# [REQUIRED WORK]
Look below for the line that contains "downstream (content-type mainly).", then copy it and each following line exactly, through and including the line that contains "numeric, at most".

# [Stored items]

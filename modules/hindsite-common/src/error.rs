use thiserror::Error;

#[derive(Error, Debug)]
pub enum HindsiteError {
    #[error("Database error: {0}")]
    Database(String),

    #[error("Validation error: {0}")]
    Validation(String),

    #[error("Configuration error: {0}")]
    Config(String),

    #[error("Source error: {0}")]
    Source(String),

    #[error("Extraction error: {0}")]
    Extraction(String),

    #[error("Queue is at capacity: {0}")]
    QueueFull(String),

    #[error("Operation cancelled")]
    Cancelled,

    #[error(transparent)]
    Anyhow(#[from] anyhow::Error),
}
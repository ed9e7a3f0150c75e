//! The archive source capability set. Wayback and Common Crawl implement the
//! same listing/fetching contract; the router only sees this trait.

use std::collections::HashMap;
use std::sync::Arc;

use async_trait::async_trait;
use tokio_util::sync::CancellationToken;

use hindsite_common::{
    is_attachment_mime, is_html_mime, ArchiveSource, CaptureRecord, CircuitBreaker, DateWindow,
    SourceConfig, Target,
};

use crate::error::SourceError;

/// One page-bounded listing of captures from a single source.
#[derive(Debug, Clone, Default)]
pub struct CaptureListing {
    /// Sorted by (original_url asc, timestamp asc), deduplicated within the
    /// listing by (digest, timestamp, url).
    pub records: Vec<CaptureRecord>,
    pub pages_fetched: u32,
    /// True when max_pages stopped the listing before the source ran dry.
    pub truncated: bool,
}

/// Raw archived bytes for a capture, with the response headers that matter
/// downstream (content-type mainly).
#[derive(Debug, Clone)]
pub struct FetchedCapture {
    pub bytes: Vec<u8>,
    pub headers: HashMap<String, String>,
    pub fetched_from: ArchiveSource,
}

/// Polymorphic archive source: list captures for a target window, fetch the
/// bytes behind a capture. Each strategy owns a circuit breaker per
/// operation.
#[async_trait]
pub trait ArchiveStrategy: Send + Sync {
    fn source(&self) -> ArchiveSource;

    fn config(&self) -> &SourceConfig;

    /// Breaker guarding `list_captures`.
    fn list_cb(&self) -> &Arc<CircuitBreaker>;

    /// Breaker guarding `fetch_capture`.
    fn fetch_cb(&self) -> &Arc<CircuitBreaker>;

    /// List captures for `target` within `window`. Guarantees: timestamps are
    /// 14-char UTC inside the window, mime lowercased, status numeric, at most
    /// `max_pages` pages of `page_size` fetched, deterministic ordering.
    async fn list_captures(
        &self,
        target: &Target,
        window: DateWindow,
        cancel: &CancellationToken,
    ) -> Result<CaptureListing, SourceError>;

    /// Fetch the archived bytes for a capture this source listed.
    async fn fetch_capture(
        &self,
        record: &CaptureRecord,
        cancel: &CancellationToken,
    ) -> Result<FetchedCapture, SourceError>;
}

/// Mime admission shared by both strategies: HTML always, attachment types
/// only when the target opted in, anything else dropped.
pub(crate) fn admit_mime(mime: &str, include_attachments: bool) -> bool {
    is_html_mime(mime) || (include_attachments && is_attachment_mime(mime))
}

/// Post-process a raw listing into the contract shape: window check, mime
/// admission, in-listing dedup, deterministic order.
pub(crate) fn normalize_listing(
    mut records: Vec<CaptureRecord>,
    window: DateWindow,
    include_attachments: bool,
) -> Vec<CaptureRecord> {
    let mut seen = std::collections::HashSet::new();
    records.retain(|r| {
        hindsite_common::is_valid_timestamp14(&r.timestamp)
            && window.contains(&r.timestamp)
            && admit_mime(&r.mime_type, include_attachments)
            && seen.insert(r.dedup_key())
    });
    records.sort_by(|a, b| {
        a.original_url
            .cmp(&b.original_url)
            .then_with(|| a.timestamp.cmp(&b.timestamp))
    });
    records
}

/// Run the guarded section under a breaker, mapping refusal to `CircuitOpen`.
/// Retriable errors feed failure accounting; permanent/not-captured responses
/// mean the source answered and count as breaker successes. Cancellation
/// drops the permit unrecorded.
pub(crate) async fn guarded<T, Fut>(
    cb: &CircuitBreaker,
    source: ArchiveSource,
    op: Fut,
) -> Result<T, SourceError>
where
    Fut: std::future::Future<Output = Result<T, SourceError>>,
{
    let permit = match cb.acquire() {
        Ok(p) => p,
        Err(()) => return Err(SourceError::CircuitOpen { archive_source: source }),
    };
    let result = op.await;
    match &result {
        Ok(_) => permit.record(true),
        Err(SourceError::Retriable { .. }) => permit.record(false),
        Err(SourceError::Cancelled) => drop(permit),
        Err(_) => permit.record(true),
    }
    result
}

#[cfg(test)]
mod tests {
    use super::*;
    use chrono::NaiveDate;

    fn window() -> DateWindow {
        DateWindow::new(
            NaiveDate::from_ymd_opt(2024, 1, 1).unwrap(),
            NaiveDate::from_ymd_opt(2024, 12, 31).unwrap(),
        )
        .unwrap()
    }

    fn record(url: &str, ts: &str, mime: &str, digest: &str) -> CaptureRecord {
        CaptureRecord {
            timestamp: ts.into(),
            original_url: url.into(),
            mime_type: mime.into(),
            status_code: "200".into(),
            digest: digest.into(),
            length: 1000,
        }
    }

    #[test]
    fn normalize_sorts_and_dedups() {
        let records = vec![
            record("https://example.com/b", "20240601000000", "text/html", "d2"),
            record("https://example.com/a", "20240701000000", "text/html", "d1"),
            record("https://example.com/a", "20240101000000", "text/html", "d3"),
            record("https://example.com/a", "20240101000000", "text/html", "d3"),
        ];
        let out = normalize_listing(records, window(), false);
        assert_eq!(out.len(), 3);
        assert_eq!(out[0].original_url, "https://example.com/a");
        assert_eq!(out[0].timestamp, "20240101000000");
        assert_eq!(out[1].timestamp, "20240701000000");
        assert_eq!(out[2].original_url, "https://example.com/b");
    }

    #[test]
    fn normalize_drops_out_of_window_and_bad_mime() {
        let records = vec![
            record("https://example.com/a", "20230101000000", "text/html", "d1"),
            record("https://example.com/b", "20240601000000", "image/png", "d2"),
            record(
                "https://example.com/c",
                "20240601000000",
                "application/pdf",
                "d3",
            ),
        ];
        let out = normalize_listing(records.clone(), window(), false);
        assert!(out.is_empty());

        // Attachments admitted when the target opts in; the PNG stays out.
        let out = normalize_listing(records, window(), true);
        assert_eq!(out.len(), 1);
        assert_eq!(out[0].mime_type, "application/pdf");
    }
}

# [RESPONSE TO THIS EXERCISE]
/// downstream (content-type mainly).
#[derive(Debug, Clone)]
pub struct FetchedCapture {
    pub bytes: Vec<u8>,
    pub headers: HashMap<String, String>,
    pub fetched_from: ArchiveSource,
}

/// Polymorphic archive source: list captures for a target window, fetch the
/// bytes behind a capture. Each strategy owns a circuit breaker per
/// operation.
#[async_trait]
pub trait ArchiveStrategy: Send + Sync {
    fn source(&self) -> ArchiveSource;

    fn config(&self) -> &SourceConfig;

    /// Breaker guarding `list_captures`.
    fn list_cb(&self) -> &Arc<CircuitBreaker>;

    /// Breaker guarding `fetch_capture`.
    fn fetch_cb(&self) -> &Arc<CircuitBreaker>;

    /// List captures for `target` within `window`. Guarantees: timestamps are
    /// 14-char UTC inside the window, mime lowercased, status numeric, at most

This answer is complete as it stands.